Task instructions – Wherever the word "Some" occurs in the listing, copy the whole line.

Data to use –
= = =

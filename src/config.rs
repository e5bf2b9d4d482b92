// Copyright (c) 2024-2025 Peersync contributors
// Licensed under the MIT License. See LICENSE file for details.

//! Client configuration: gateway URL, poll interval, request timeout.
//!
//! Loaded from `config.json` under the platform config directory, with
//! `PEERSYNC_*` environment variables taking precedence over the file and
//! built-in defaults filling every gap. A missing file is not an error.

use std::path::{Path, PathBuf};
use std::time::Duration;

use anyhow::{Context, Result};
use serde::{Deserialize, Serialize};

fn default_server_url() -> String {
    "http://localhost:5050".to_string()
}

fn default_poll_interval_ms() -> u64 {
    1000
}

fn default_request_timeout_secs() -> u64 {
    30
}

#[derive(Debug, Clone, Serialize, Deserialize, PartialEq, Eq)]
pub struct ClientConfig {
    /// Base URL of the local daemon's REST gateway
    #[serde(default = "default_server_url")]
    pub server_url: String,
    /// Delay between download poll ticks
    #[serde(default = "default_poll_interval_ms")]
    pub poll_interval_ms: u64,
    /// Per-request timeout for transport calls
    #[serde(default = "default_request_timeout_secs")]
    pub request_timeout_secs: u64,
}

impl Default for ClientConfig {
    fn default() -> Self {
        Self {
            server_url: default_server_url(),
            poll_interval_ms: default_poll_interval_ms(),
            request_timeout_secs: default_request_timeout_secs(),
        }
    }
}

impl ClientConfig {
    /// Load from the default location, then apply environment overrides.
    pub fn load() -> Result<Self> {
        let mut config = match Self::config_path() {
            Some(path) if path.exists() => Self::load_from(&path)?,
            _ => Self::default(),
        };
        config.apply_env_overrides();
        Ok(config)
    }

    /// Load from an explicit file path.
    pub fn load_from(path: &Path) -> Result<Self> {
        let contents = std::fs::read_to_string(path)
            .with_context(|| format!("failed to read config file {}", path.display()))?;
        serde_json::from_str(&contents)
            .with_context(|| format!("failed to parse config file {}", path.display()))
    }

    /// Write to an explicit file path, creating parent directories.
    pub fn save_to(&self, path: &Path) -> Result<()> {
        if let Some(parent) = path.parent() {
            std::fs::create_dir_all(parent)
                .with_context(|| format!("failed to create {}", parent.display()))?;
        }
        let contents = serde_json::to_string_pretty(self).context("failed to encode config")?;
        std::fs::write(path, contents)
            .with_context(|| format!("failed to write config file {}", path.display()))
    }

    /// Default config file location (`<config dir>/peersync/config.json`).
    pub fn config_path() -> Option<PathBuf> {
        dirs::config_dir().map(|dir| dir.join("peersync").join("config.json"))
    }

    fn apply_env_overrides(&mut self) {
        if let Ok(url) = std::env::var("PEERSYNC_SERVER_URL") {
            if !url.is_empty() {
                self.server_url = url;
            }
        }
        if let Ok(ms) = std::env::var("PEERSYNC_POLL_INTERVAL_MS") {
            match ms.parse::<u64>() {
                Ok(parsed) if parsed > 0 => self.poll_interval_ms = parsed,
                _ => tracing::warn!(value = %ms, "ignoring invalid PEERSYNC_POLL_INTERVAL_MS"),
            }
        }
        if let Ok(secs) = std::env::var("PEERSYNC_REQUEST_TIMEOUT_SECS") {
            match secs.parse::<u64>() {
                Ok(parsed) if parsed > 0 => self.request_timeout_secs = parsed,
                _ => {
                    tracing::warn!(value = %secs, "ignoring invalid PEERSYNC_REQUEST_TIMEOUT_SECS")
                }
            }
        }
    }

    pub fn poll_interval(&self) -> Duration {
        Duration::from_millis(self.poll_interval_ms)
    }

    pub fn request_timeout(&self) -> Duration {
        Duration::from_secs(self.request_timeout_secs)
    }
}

= = =

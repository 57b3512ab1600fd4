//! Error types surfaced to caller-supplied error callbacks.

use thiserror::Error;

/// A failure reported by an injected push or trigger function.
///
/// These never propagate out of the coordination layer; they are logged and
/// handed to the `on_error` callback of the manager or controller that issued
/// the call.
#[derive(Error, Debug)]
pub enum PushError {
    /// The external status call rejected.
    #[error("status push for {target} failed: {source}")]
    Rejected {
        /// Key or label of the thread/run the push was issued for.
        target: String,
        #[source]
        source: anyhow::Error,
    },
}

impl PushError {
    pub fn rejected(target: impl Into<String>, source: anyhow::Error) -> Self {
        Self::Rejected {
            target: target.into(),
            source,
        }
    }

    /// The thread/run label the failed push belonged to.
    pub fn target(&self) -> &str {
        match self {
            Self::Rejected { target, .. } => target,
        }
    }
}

= = =

Exercise solution –
            Some(path) if path.exists() => Self::load_from(&path)?,
        if let Some(parent) = path.parent() {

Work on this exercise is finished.